Era un politico intellettuale o, per meglio dire, un grande intellettuale prestato alla politica, un galantuomo d’altri tempi ma, in realtà, modernissimo, sempre in grado di comprendere la fase storica e analizzarla con riflessioni originali e costruttive. Non a caso, fu lui a metterci in guardia, negli ultimi anni di vita, sul fatto che con Renzi non sarebbe finita la storia, perché la storia non finiva mai. Fu lui ad analizzare con attenzione l’esito del referendum del 2016, quel voto per classi che anticipava le tendenze in atto, spalancando le porte al cosiddetto “populismo” che avrebbe fatto furore nei due anni successivi.

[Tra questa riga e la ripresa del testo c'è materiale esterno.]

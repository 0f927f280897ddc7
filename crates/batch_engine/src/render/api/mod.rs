//! # Device API
//!
//! The boundary between the batching core and the graphics device, plus an
//! in-memory device implementing it.

pub mod device;
pub mod headless;

pub use device::{
    BufferHandle, BufferUsage, DeviceError, DeviceResult, DrawRange, GraphicsDevice,
    ShaderHandle, TextureArrayDescriptor, TextureHandle, Topology, VertexLayoutHandle,
};
pub use headless::{DrawCall, HeadlessDevice};
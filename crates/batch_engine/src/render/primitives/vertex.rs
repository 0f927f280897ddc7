//! Vertex layout shared by every mesh and by the batcher's device buffers
//!
//! The vertex is a plain `#[repr(C)]` record of 4-byte fields so it can be
//! uploaded with `bytemuck::cast_slice` and described to the device with
//! [`Vertex::attributes`].

use bytemuck::{Pod, Zeroable};
use std::mem::offset_of;

/// Per-vertex data consumed by the batch shaders
#[repr(C)]
#[derive(Debug, Clone, Copy, PartialEq, Pod, Zeroable)]
pub struct Vertex {
    /// Position in model space
    pub position: [f32; 3],

    /// Vertex color, multiplied with the sampled texel
    pub color: [f32; 3],

    /// Normal vector
    pub normal: [f32; 3],

    /// Texture coordinates
    pub tex_coord: [f32; 2],

    /// Layer of the bound texture array to sample from
    pub texture_layer: i32,

    /// Dimensionality flag, [`Vertex::DIMENSION_2D`] or [`Vertex::DIMENSION_3D`]
    pub dimension: u32,
}

impl Vertex {
    /// Flat UI geometry, drawn without the 3D camera transform
    pub const DIMENSION_2D: u32 = 0;

    /// World-space geometry
    pub const DIMENSION_3D: u32 = 1;

    /// Size of one vertex in bytes, the stride of the vertex buffer
    pub const STRIDE: usize = std::mem::size_of::<Self>();

    /// Create a white, 3D vertex sampling texture layer 0
    pub fn new(position: [f32; 3], normal: [f32; 3], tex_coord: [f32; 2]) -> Self {
        Self {
            position,
            color: [1.0, 1.0, 1.0],
            normal,
            tex_coord,
            texture_layer: 0,
            dimension: Self::DIMENSION_3D,
        }
    }

    /// Replace the color
    pub fn with_color(mut self, color: [f32; 3]) -> Self {
        self.color = color;
        self
    }

    /// Replace the texture layer
    pub fn with_texture_layer(mut self, layer: i32) -> Self {
        self.texture_layer = layer;
        self
    }

    /// Mark the vertex as flat UI geometry
    pub fn as_2d(mut self) -> Self {
        self.dimension = Self::DIMENSION_2D;
        self
    }

    /// Whether the vertex is world-space geometry
    pub fn is_3d(&self) -> bool {
        self.dimension == Self::DIMENSION_3D
    }

    /// Describe the vertex attributes for the device's vertex layout
    ///
    /// Locations are fixed: 0 position, 1 color, 2 normal, 3 texture
    /// coordinates, 4 texture layer (integer), 5 dimension flag (unsigned).
    pub fn attributes() -> [VertexAttribute; 6] {
        [
            VertexAttribute {
                location: 0,
                components: 3,
                format: AttributeFormat::Float,
                offset: offset_of!(Vertex, position),
            },
            VertexAttribute {
                location: 1,
                components: 3,
                format: AttributeFormat::Float,
                offset: offset_of!(Vertex, color),
            },
            VertexAttribute {
                location: 2,
                components: 3,
                format: AttributeFormat::Float,
                offset: offset_of!(Vertex, normal),
            },
            VertexAttribute {
                location: 3,
                components: 2,
                format: AttributeFormat::Float,
                offset: offset_of!(Vertex, tex_coord),
            },
            // Integer attributes must not be normalized or converted to float
            VertexAttribute {
                location: 4,
                components: 1,
                format: AttributeFormat::Int,
                offset: offset_of!(Vertex, texture_layer),
            },
            VertexAttribute {
                location: 5,
                components: 1,
                format: AttributeFormat::UInt,
                offset: offset_of!(Vertex, dimension),
            },
        ]
    }
}

impl Default for Vertex {
    fn default() -> Self {
        Self::new([0.0; 3], [0.0; 3], [0.0; 2])
    }
}

/// Scalar type of a vertex attribute
#[derive(Debug, Clone, Copy, PartialEq, Eq, Hash)]
pub enum AttributeFormat {
    /// 32-bit float components
    Float,
    /// 32-bit signed integer components
    Int,
    /// 32-bit unsigned integer components
    UInt,
}

/// One attribute of the interleaved vertex layout
#[derive(Debug, Clone, Copy, PartialEq, Eq, Hash)]
pub struct VertexAttribute {
    /// Shader input location
    pub location: u32,
    /// Number of components (1 to 4)
    pub components: u32,
    /// Component type
    pub format: AttributeFormat,
    /// Byte offset inside [`Vertex`]
    pub offset: usize,
}
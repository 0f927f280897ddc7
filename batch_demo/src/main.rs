//! Batching demo application
//!
//! Packs a grid of cubes, a sphere and an optional OBJ model into one batcher
//! for a few frames on the headless device, then tears everything down
//! through the trash registry.
//!
//! ```text
//! batch_demo [config.toml|config.ron] [model.obj] [texture.png]
//! ```

use batch_engine::assets::{ObjError, ObjLoader};
use batch_engine::config::ConfigError;
use batch_engine::core::config::{Config, RenderConfig};
use batch_engine::foundation::{logging, math::Vec3};
use batch_engine::render::{
    BatchError, GeometryBatcher, HeadlessDevice, Mesh, RenderContext, ShaderHandle, TextureArray,
    TextureError,
};

const FRAMES: u32 = 3;
const GRID_SIZE: i32 = 4;

#[derive(Debug, thiserror::Error)]
enum DemoError {
    #[error("Config error: {0}")]
    Config(#[from] ConfigError),

    #[error("Batch error: {0}")]
    Batch(#[from] BatchError),

    #[error("Texture error: {0}")]
    Texture(#[from] TextureError),

    #[error("OBJ error: {0}")]
    Obj(#[from] ObjError),
}

struct DemoArgs {
    config: Option<String>,
    model: Option<String>,
    texture: Option<String>,
}

impl DemoArgs {
    fn parse() -> Self {
        let mut args = std::env::args().skip(1);
        Self {
            config: args.next(),
            model: args.next(),
            texture: args.next(),
        }
    }
}

fn cube_grid() -> Vec<Mesh> {
    let mut cubes = Vec::new();
    for x in 0..GRID_SIZE {
        for z in 0..GRID_SIZE {
            let center = Vec3::new(x as f32 * 3.0, 0.0, z as f32 * -3.0);
            let mut cube = Mesh::cube(center, Vec3::new(1.0, 1.0, 1.0), [1.0, 1.0]);
            cube.set_color([x as f32 / GRID_SIZE as f32, 0.5, z as f32 / GRID_SIZE as f32]);
            cubes.push(cube);
        }
    }
    cubes
}

fn run_frame(
    context: &mut RenderContext<HeadlessDevice>,
    batcher: &mut GeometryBatcher,
    meshes: &[Mesh],
    shader: ShaderHandle,
    textures: &TextureArray,
) -> Result<(), DemoError> {
    for mesh in meshes {
        match batcher.submit(context.device_mut(), mesh) {
            Ok(()) => {}
            Err(BatchError::MeshLimitReached { .. })
            | Err(BatchError::VertexCapacityExceeded { .. })
            | Err(BatchError::IndexCapacityExceeded { .. }) => {
                // Draw what fits so far and start a fresh batch
                batcher.flush(context.device_mut(), shader, textures.handle())?;
                batcher.submit(context.device_mut(), mesh)?;
            }
            Err(e) => return Err(e.into()),
        }
    }

    let report = batcher.flush(context.device_mut(), shader, textures.handle())?;
    log::info!(
        "Frame flushed {} meshes: {} vertices, {} indices",
        report.ranges.len(),
        report.vertices,
        report.indices
    );
    Ok(())
}

fn run(args: DemoArgs) -> Result<(), DemoError> {
    let config = match &args.config {
        Some(path) => RenderConfig::load_from_file(path)?,
        None => RenderConfig::default(),
    };
    logging::init_with_level(&config.engine.log_level);
    log::info!("Starting batch demo");

    let mut context = RenderContext::new(HeadlessDevice::new(), config)?;
    let shader = context.device_mut().register_program(&["mvp", "textureArray"]);
    let trash = context.create_default_trash_batch();

    let mut textures = context.create_texture_array()?;
    if let Some(path) = &args.texture {
        textures.load_layer(context.device_mut(), path, 0)?;
    }

    let mut meshes = cube_grid();
    let mut sphere = Mesh::sphere(1.5, 24, 12);
    sphere.transform(Vec3::new(4.5, 4.0, -4.5));
    sphere.set_texture_layer(1);
    meshes.push(sphere);

    if let Some(path) = &args.model {
        let mut model = ObjLoader::load_obj(path)?;
        model.resize(Vec3::new(0.5, 0.5, 0.5));
        meshes.push(model);
    }

    let mut batcher = context.create_batcher()?;
    for frame in 0..FRAMES {
        log::debug!("Frame {}", frame);
        for mesh in &mut meshes {
            mesh.rotate(0.1, Vec3::new(0.0, 1.0, 0.0));
        }
        run_frame(&mut context, &mut batcher, &meshes, shader, &textures)?;
    }
    log::info!("Issued {} draw calls over {} frames", context.device().draw_calls().len(), FRAMES);

    {
        let mut trash = trash.borrow_mut();
        for mesh in meshes {
            trash.add(mesh);
        }
        trash.add(batcher);
        trash.add(textures);
    }
    let released = context.teardown();
    log::info!(
        "Released {} resources; {} buffers and {} textures left on the device",
        released,
        context.device().live_buffers(),
        context.device().live_textures()
    );
    Ok(())
}

fn main() {
    if let Err(e) = run(DemoArgs::parse()) {
        log::error!("Batch demo failed: {}", e);
        eprintln!("Batch demo failed: {e}");
        std::process::exit(1);
    }
}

E fu sempre lui, pochi giorni prima di andarsene, a consegnarci un testamento spirituale e politico di rara lucidità e bellezza, auspicando che la sinistra non restasse sotto le macerie. Erano i giorni della scissione bersaniana dal PD renziano, della grande frattura a sinistra, una delle tante, dolorosissima ma purtroppo necessaria, e dell’avanzata della destra, irrefrenabile dopo la messe di errori compiuti dai governi Renzi e Gentiloni in una delle legislature più imbarazzanti che si ricordino.

Mi torna in mente la nascita di Articolo Uno, la prima assemblea al Tempio di Adriano, il giorno dopo la sua scomparsa, la tentazione di annullarla per elaborare il lutto, ciascuno in silenzio, e il desiderio di trovarsi, invece, insieme perché lui avrebbe voluto così, perché per Reichlin la comunità veniva prima di tutto, l’unità era una ragione di vita, i compagni e le compagne erano la sua stessa vita e l’idea di annullare un’assemblea non era contemplata, in quanto sapeva bene quanto fosse importante condividere la gioia e il dolore, la poesia e lo strazio, sentendosi sempre e comunque parte di un’unica famiglia.

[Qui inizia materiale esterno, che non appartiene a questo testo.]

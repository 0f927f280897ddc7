//! Layered RGBA8 texture used by the batch shaders
//!
//! Every vertex carries a texture layer index, so a whole batch can sample
//! many images through the single texture bound at flush. Layers are filled
//! in load order until the array is full.

use std::path::Path;

use crate::render::api::{DeviceError, GraphicsDevice, TextureArrayDescriptor, TextureHandle};

/// Result type for texture array operations
pub type TextureResult<T> = Result<T, TextureError>;

/// Errors that can occur while filling a texture array
#[derive(Debug, thiserror::Error)]
pub enum TextureError {
    /// Every layer has already been loaded
    #[error("Texture array is full ({layers} layers)")]
    ArrayFull {
        /// Layers in the array
        layers: u32,
    },

    /// Requested layer does not exist
    #[error("Layer {layer} is outside texture array with {layers} layers")]
    LayerOutOfRange {
        /// Requested layer
        layer: u32,
        /// Layers in the array
        layers: u32,
    },

    /// Image could not be read or decoded
    #[error("Image error: {0}")]
    Image(#[from] image::ImageError),

    /// The device rejected an operation
    #[error("Device error: {0}")]
    Device(#[from] DeviceError),
}

/// Mip levels needed to reduce the largest dimension to one texel
pub fn mip_levels(width: u32, height: u32) -> u32 {
    width.max(height).max(1).ilog2() + 1
}

/// A fixed slab of equally sized texture layers
#[derive(Debug)]
pub struct TextureArray {
    handle: TextureHandle,
    width: u32,
    height: u32,
    layers: u32,
    used_layers: u32,
}

impl TextureArray {
    /// Allocate a texture array with a full mip chain
    pub fn new(device: &mut dyn GraphicsDevice, width: u32, height: u32, layers: u32) -> TextureResult<Self> {
        let descriptor = TextureArrayDescriptor {
            width,
            height,
            layers,
            mip_levels: mip_levels(width, height),
        };

        let handle = device.create_texture_array(&descriptor)?;
        if handle.is_null() {
            log::error!("Failed to create {}x{} texture array with {} layers", width, height, layers);
            return Err(DeviceError::NullHandle("texture array").into());
        }

        log::info!(
            "Created texture array {:?}: {}x{}, {} layers, {} mip levels",
            handle, width, height, layers, descriptor.mip_levels
        );

        Ok(Self {
            handle,
            width,
            height,
            layers,
            used_layers: 0,
        })
    }

    /// Decode an image file into `layer`
    ///
    /// The image is flipped vertically so its first row lands at texture
    /// coordinate v = 0, converted to RGBA8 and uploaded, then the mip chain
    /// is rebuilt. Returns the layer on success.
    pub fn load_layer<P: AsRef<Path>>(
        &mut self,
        device: &mut dyn GraphicsDevice,
        path: P,
        layer: u32,
    ) -> TextureResult<u32> {
        let path = path.as_ref();
        self.check_layer(layer).inspect_err(|_| {
            log::warn!("Not loading texture {:?} into layer {}: array has no room", path, layer);
        })?;

        log::debug!("Loading texture layer {} from {:?}", layer, path);
        let image = image::open(path)
            .inspect_err(|e| log::warn!("Failed to load texture {:?}: {}", path, e))?
            .flipv()
            .to_rgba8();
        let (width, height) = image.dimensions();

        self.upload_layer_rgba(device, layer, width, height, image.as_raw())?;
        log::info!("Loaded texture {:?} ({}x{}) into layer {}", path, width, height, layer);
        Ok(layer)
    }

    /// Upload tightly packed RGBA8 pixels into `layer` and rebuild mipmaps
    ///
    /// The pixels are written at the layer origin; smaller images leave the
    /// rest of the layer untouched.
    pub fn upload_layer_rgba(
        &mut self,
        device: &mut dyn GraphicsDevice,
        layer: u32,
        width: u32,
        height: u32,
        rgba: &[u8],
    ) -> TextureResult<()> {
        self.check_layer(layer)?;

        device.upload_texture_layer(self.handle, layer, width, height, rgba)?;
        device.generate_mipmaps(self.handle)?;
        self.used_layers += 1;
        Ok(())
    }

    fn check_layer(&self, layer: u32) -> TextureResult<()> {
        if self.used_layers >= self.layers {
            return Err(TextureError::ArrayFull { layers: self.layers });
        }
        if layer >= self.layers {
            return Err(TextureError::LayerOutOfRange { layer, layers: self.layers });
        }
        Ok(())
    }

    /// Free the device texture
    ///
    /// Safe to call more than once.
    pub fn release(&mut self, device: &mut dyn GraphicsDevice) {
        if self.handle.is_null() {
            return;
        }
        device.destroy_texture_array(self.handle);
        log::debug!("Released texture array {:?}", self.handle);

        self.handle = TextureHandle::NULL;
        self.layers = 0;
        self.used_layers = 0;
    }

    /// Device handle, bound at flush; null after release
    pub fn handle(&self) -> TextureHandle {
        self.handle
    }

    /// Whether [`release`](Self::release) has run
    pub fn is_released(&self) -> bool {
        self.handle.is_null()
    }

    /// Layer width in pixels
    pub fn width(&self) -> u32 {
        self.width
    }

    /// Layer height in pixels
    pub fn height(&self) -> u32 {
        self.height
    }

    /// Layers in the array, 0 after release
    pub fn layers(&self) -> u32 {
        self.layers
    }

    /// Layers loaded so far
    pub fn used_layers(&self) -> u32 {
        self.used_layers
    }
}
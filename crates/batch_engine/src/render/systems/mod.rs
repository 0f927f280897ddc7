//! Rendering systems built on top of the device boundary

pub mod batching;
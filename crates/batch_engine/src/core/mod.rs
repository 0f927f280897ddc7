//! # Core Engine Module
//!
//! Shared configuration types used by every subsystem of the batching layer.

pub mod config;

pub use config::{
    BatcherConfig,
    Config,
    ConfigError,
    EngineConfig,
    RenderConfig,
    TextureArrayConfig,
    TrashConfig,
};
//! Logging utilities and structured logging support

pub use log::{debug, info, warn, error, trace};

/// Initialize the logging system from `RUST_LOG`
pub fn init() {
    env_logger::init();
}

/// Initialize the logging system with a fallback filter
///
/// `RUST_LOG` still wins when it is set; otherwise `default_level`
/// (for example `"info"` or `"batch_engine=debug"`) is used. Calling this
/// more than once is harmless, later calls are ignored.
pub fn init_with_level(default_level: &str) {
    let env = env_logger::Env::default().default_filter_or(default_level);
    if env_logger::Builder::from_env(env).try_init().is_err() {
        log::debug!("Logger already initialised, keeping existing configuration");
    }
}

Di Alfredo Reichlin ci mancano la saggezza, la generosità d’animo, la bellezza interiore, il coraggio e la lungimiranza, lo sguardo costantemente rivolto al futuro, l’ironia tagliente e la comprensione dei fenomeni, prima e meglio degli altri, senza mai vantarsi del suo innegabile valore.

Un pomeriggio, nel corso di una riunione per una rivista on-line che stavamo lanciando, nell’ambito dell’allora sinistra dem, Reichlin ci indusse a riflettere sul fatto che i ragazzi e le ragazze italiane emigrassero all’estero in cerca di un futuro migliore. Aveva ottantanove anni ma la sua preoccupazione era rivolta a noi, al nostro domani e a un’Italia nella quale faticava sempre più a riconoscersi, lui che da ragazzo era stato partigiano e gappista nella Roma di Kappler e che non riusciva proprio a rassegnarsi al declino di un’Italia che amava alla follia ma di cui vedeva anche tutti i limiti e gli aspetti negativi.
Alfredo Reichlin è stato sempre un uomo avanti, un uomo oltre. Comprendeva la forza motrice della storia e sapeva dove indirizzarla e come posizionarsi, senza mai indulgere ad alcuna forma di populismo o seguire le mode del momento.
Cinque anni dopo, in una delle fasi più drammatiche che si ricordino dal dopoguerra, quell’anziano signore che saliva sul palco e parlava con voce ferma ed estrema ricchezza culturale e argomentativa ci manca più che mai. Ora che avvertiamo un disperato bisogno di esempi e di modelli, ci è rimasta solo la sua eredità, per fortuna vastissima.